ASSIGNED TASK: Using the data below, tally the lines that include the string "skip". Only the number is wanted.

EXCERPTED RECORDS:
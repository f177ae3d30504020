// MCP tool catalog: one declarative entry per Airflow operation

use crate::protocol::ToolSchema;
use airflow_sdk::{AccessLevel, Method};
use serde_json::{json, Map, Value};

/// Whether a tool mutates Airflow state.
#[derive(Debug, Clone, Copy, PartialEq, Eq)]
pub enum ToolAccess {
    Read,
    Write,
}

/// HTTP verb of the upstream call
#[derive(Debug, Clone, Copy, PartialEq, Eq)]
pub enum Verb {
    Get,
    Post,
    Patch,
    Delete,
}

impl From<Verb> for Method {
    fn from(verb: Verb) -> Self {
        match verb {
            Verb::Get => Method::GET,
            Verb::Post => Method::POST,
            Verb::Patch => Method::PATCH,
            Verb::Delete => Method::DELETE,
        }
    }
}

/// Where an argument ends up in the upstream request.
#[derive(Debug, Clone, Copy, PartialEq, Eq)]
pub enum ParamLocation {
    /// Substituted into `{name}` in the path template
    Path,
    Query,
    Body,
}

#[derive(Debug, Clone, Copy, PartialEq, Eq)]
pub enum ParamKind {
    String,
    Integer,
    Object,
}

impl ParamKind {
    fn json_type(self) -> &'static str {
        match self {
            Self::String => "string",
            Self::Integer => "integer",
            Self::Object => "object",
        }
    }
}

/// Literal default applied when an optional argument is missing.
#[derive(Debug, Clone, Copy, PartialEq, Eq)]
pub enum Literal {
    Int(i64),
    Str(&'static str),
    Bool(bool),
}

impl Literal {
    pub fn to_value(self) -> Value {
        match self {
            Self::Int(n) => json!(n),
            Self::Str(s) => json!(s),
            Self::Bool(b) => json!(b),
        }
    }
}

/// One tool argument
#[derive(Debug, Clone, Copy)]
pub struct ParamSpec {
    pub name: &'static str,
    pub kind: ParamKind,
    pub description: &'static str,
    pub location: ParamLocation,
    pub required: bool,
    pub default: Option<Literal>,
}

/// Full description of a tool: what it advertises and how it maps upstream.
#[derive(Debug, Clone, Copy)]
pub struct ToolSpec {
    pub name: &'static str,
    pub description: &'static str,
    pub access: ToolAccess,
    pub verb: Verb,
    pub path: &'static str,
    pub params: &'static [ParamSpec],
    /// Body fields that do not come from arguments
    pub fixed_body: &'static [(&'static str, Literal)],
}

impl ToolSpec {
    /// Descriptor advertised through `tools/list`.
    pub fn schema(&self) -> ToolSchema {
        let mut properties = Map::new();
        for param in self.params {
            let mut property = json!({
                "type": param.kind.json_type(),
                "description": param.description,
            });
            if let Some(default) = param.default {
                property["default"] = default.to_value();
            }
            properties.insert(param.name.to_string(), property);
        }

        let required: Vec<&str> = self
            .params
            .iter()
            .filter(|p| p.required)
            .map(|p| p.name)
            .collect();

        ToolSchema {
            name: self.name.to_string(),
            description: self.description.to_string(),
            input_schema: json_schema_object(Value::Object(properties), required),
        }
    }

    pub fn is_write(&self) -> bool {
        self.access == ToolAccess::Write
    }
}

const fn path_param(name: &'static str, description: &'static str) -> ParamSpec {
    ParamSpec {
        name,
        kind: ParamKind::String,
        description,
        location: ParamLocation::Path,
        required: true,
        default: None,
    }
}

const fn page_param(name: &'static str, description: &'static str, default: i64) -> ParamSpec {
    ParamSpec {
        name,
        kind: ParamKind::Integer,
        description,
        location: ParamLocation::Query,
        required: false,
        default: Some(Literal::Int(default)),
    }
}

const DAG_ID: ParamSpec = path_param("dag_id", "The DAG ID");
const DAG_RUN_ID: ParamSpec = path_param("dag_run_id", "The DAG run ID");
const VARIABLE_KEY: ParamSpec = path_param("key", "The variable key");

/// Every tool, read set first. Order is the order advertised by `tools/list`.
pub static CATALOG: &[ToolSpec] = &[
    ToolSpec {
        name: "list_dags",
        description: "List all DAGs in Airflow",
        access: ToolAccess::Read,
        verb: Verb::Get,
        path: "/dags",
        params: &[
            page_param("limit", "Number of DAGs to return", 100),
            page_param("offset", "Number of DAGs to skip", 0),
        ],
        fixed_body: &[],
    },
    ToolSpec {
        name: "get_dag",
        description: "Get details of a specific DAG",
        access: ToolAccess::Read,
        verb: Verb::Get,
        path: "/dags/{dag_id}",
        params: &[DAG_ID],
        fixed_body: &[],
    },
    ToolSpec {
        name: "get_dag_runs",
        description: "Get DAG runs for a specific DAG",
        access: ToolAccess::Read,
        verb: Verb::Get,
        path: "/dags/{dag_id}/dagRuns",
        params: &[
            DAG_ID,
            page_param("limit", "Number of DAG runs to return", 100),
            page_param("offset", "Number of DAG runs to skip", 0),
        ],
        fixed_body: &[],
    },
    ToolSpec {
        name: "get_task_instances",
        description: "Get task instances for a specific DAG run",
        access: ToolAccess::Read,
        verb: Verb::Get,
        path: "/dags/{dag_id}/dagRuns/{dag_run_id}/taskInstances",
        params: &[
            DAG_ID,
            DAG_RUN_ID,
            page_param("limit", "Number of task instances to return", 100),
            page_param("offset", "Number of task instances to skip", 0),
        ],
        fixed_body: &[],
    },
    ToolSpec {
        name: "get_task_logs",
        description: "Get logs for a specific task instance",
        access: ToolAccess::Read,
        verb: Verb::Get,
        path: "/dags/{dag_id}/dagRuns/{dag_run_id}/taskInstances/{task_id}/logs/{task_try_number}",
        params: &[
            DAG_ID,
            DAG_RUN_ID,
            path_param("task_id", "The task ID"),
            ParamSpec {
                name: "task_try_number",
                kind: ParamKind::Integer,
                description: "The task try number",
                location: ParamLocation::Path,
                required: false,
                default: Some(Literal::Int(1)),
            },
        ],
        fixed_body: &[],
    },
    ToolSpec {
        name: "get_variables",
        description: "Get Airflow variables",
        access: ToolAccess::Read,
        verb: Verb::Get,
        path: "/variables",
        params: &[
            page_param("limit", "Number of variables to return", 100),
            page_param("offset", "Number of variables to skip", 0),
        ],
        fixed_body: &[],
    },
    ToolSpec {
        name: "get_variable",
        description: "Get a specific Airflow variable",
        access: ToolAccess::Read,
        verb: Verb::Get,
        path: "/variables/{key}",
        params: &[VARIABLE_KEY],
        fixed_body: &[],
    },
    ToolSpec {
        name: "get_connections",
        description: "Get Airflow connections",
        access: ToolAccess::Read,
        verb: Verb::Get,
        path: "/connections",
        params: &[
            page_param("limit", "Number of connections to return", 100),
            page_param("offset", "Number of connections to skip", 0),
        ],
        fixed_body: &[],
    },
    ToolSpec {
        name: "get_health",
        description: "Get Airflow health status",
        access: ToolAccess::Read,
        verb: Verb::Get,
        path: "/health",
        params: &[],
        fixed_body: &[],
    },
    ToolSpec {
        name: "trigger_dag",
        description: "Trigger a DAG run",
        access: ToolAccess::Write,
        verb: Verb::Post,
        path: "/dags/{dag_id}/dagRuns",
        params: &[
            DAG_ID,
            ParamSpec {
                name: "conf",
                kind: ParamKind::Object,
                description: "Configuration for the DAG run",
                location: ParamLocation::Body,
                required: false,
                default: None,
            },
        ],
        fixed_body: &[],
    },
    ToolSpec {
        name: "pause_dag",
        description: "Pause a DAG",
        access: ToolAccess::Write,
        verb: Verb::Patch,
        path: "/dags/{dag_id}",
        params: &[DAG_ID],
        fixed_body: &[("is_paused", Literal::Bool(true))],
    },
    ToolSpec {
        name: "unpause_dag",
        description: "Unpause a DAG",
        access: ToolAccess::Write,
        verb: Verb::Patch,
        path: "/dags/{dag_id}",
        params: &[DAG_ID],
        fixed_body: &[("is_paused", Literal::Bool(false))],
    },
    ToolSpec {
        name: "set_variable",
        description: "Set an Airflow variable",
        access: ToolAccess::Write,
        verb: Verb::Post,
        path: "/variables",
        params: &[
            ParamSpec {
                name: "key",
                kind: ParamKind::String,
                description: "The variable key",
                location: ParamLocation::Body,
                required: true,
                default: None,
            },
            ParamSpec {
                name: "value",
                kind: ParamKind::String,
                description: "The variable value",
                location: ParamLocation::Body,
                required: true,
                default: None,
            },
            ParamSpec {
                name: "description",
                kind: ParamKind::String,
                description: "Variable description",
                location: ParamLocation::Body,
                required: false,
                default: Some(Literal::Str("")),
            },
        ],
        fixed_body: &[],
    },
    ToolSpec {
        name: "delete_variable",
        description: "Delete an Airflow variable",
        access: ToolAccess::Write,
        verb: Verb::Delete,
        path: "/variables/{key}",
        params: &[VARIABLE_KEY],
        fixed_body: &[],
    },
];

/// Look a tool up by name, regardless of access level.
pub fn find(name: &str) -> Option<&'static ToolSpec> {
    CATALOG.iter().find(|spec| spec.name == name)
}

/// Tools exposed at the given access level, in catalog order.
pub fn descriptors(access_level: AccessLevel) -> Vec<ToolSchema> {
    CATALOG
        .iter()
        .filter(|spec| !spec.is_write() || access_level.allows_writes())
        .map(ToolSpec::schema)
        .collect()
}

/// Tool descriptors computed once for the process' access level.
#[derive(Debug, Clone)]
pub struct ToolRegistry {
    access_level: AccessLevel,
    schemas: Vec<ToolSchema>,
}

impl ToolRegistry {
    pub fn new(access_level: AccessLevel) -> Self {
        Self {
            access_level,
            schemas: descriptors(access_level),
        }
    }

    pub fn access_level(&self) -> AccessLevel {
        self.access_level
    }

    /// List all exposed tool schemas
    pub fn list_schemas(&self) -> &[ToolSchema] {
        &self.schemas
    }

    /// Check if a tool is exposed
    pub fn contains(&self, name: &str) -> bool {
        self.schemas.iter().any(|schema| schema.name == name)
    }
}

// Helper functions for creating tool schemas

pub fn json_schema_object(properties: Value, required: Vec<&str>) -> Value {
    if required.is_empty() {
        json!({
            "type": "object",
            "properties": properties
        })
    } else {
        json!({
            "type": "object",
            "properties": properties,
            "required": required
        })
    }
}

EXPECTED ANSWER: 5